O Dia do Trabalhador é o dia do não-trabalho. Ocasião anual em que as forças políticas internacionais do socialismo limpam-se do sangue derramado pelas revoluções e jogam para a plateia láureas que mais subjugam que lisonjeiam. Deram-nos um feriado, mas jamais fomos neste país ensinados a acreditar na dignidade do trabalho, na importância social de nossos ofícios, na metafísica de nosso suor. Desconsiderada a metafísica, a dignidade da pessoa humana é como um braço amputado, que não se paga com um feriado.


Há entre nós quem jamais tenha notado que, desde o ofício mais humilde até as mais altas cadeiras corporativas, o movimento do esforço humano que produz um cafezinho ou um parecer, é sempre consequência direta da mesma necessidade essencial, da mesma luta por sobrevivência, do mesmo direito de viver. Há em cada saco de lixo recolhido, em cada louça lavada, em cada privada higienizada, a mesma quota de tempo vital, de suor e sangue, que há nos grandes projetos de engenharia, nas mais importantes pesquisas científicas, nas mais impactantes decisões corporativas. Há em todo ofício, em todo empreendimento, o tempo de alguém, que foi dedicado a outrem e que jamais tornará ao status quo ante bellum. O salário é a paga inócua pela vida que se esvai e escorre pelos dedos, pelo tempo doado que poderia ter sido qualquer outra coisa, mas não foi. Não se restitui com moeda corrente o que não tem preço. No máximo, ameniza-se, convenciona-se, teatraliza-se a dignidade fundamental do trabalho com o auxílio de abstrações e figuras de linguagem de tipo cartesiano como “hora-aula”, “jornada de trabalho”, “horas extras”.
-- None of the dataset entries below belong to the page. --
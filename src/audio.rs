// Background soundtrack: decode once, loop forever on the default output device.

use std::fs::File;
use std::io::BufReader;
use std::path::{Path, PathBuf};

use anyhow::{Context, Result};
use rodio::{Decoder, OutputStream, Sink, Source};

/// Decode `path` with whatever codecs rodio was built with.
fn load_source(path: &Path) -> Result<Decoder<BufReader<File>>> {
    let file = File::open(path)
        .with_context(|| format!("failed to open audio file {}", path.display()))?;
    Decoder::new(BufReader::new(file))
        .with_context(|| format!("failed to decode audio file {}", path.display()))
}

/// Playing loop. Keeps the output stream alive; dropping it stops playback.
pub struct AudioLoop {
    _stream: OutputStream,
    sink: Sink,
    path: PathBuf,
}

impl AudioLoop {
    /// Start looping `path`. The file is decoded before the device is opened,
    /// so a bad file fails the same way with or without sound hardware.
    pub fn play(path: &Path) -> Result<Self> {
        let source = load_source(path)?;
        let (stream, handle) =
            OutputStream::try_default().context("no audio output device available")?;
        let sink = Sink::try_new(&handle).context("failed to open audio sink")?;
        sink.append(source.repeat_infinite());
        sink.play();
        tracing::info!(path = %path.display(), "audio loop started");
        Ok(Self {
            _stream: stream,
            sink,
            path: path.to_path_buf(),
        })
    }
}

impl Drop for AudioLoop {
    fn drop(&mut self) {
        tracing::debug!(path = %self.path.display(), "stopping audio loop");
        self.sink.stop();
    }
}

/// Best-effort start: failures are logged and the caller carries on silently.
pub fn start_or_warn(path: &Path) -> Option<AudioLoop> {
    match AudioLoop::play(path) {
        Ok(audio) => Some(audio),
        Err(e) => {
            tracing::warn!("audio disabled: {e:#}");
            None
        }
    }
}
Uma vez vislumbrada — ainda que ao longe e com binóculos embaçados — toda a extensão da dignidade do trabalho humano, toda a envergadura metafísica de nosso suor, não lhes parece também a vós outros ser de um ridículo inenarrável tentar apagar e compensar, de modo assim deveras republicano (seja lá que tolice queira dizer o nauseabundo clichê), as máculas da escravidão com uma carteira de trabalho? Com uma data que mais segrega do que agrega, já que essencialmente inspirada em mera luta de classes? Com um feriado inútil estampado no calendário da firma, que nos desincentiva as relações de trabalho para maior proveito da estrita relação de emprego, e faz passar por lunático aquele que ousar sequer cogitar reconhecer a maternidade como o maior e mais digno de todos os ofícios, na medida em que ainda não foi possível exigir do bebê que faça as devidas anotações de estilo na carteira de trabalho de sua genitora?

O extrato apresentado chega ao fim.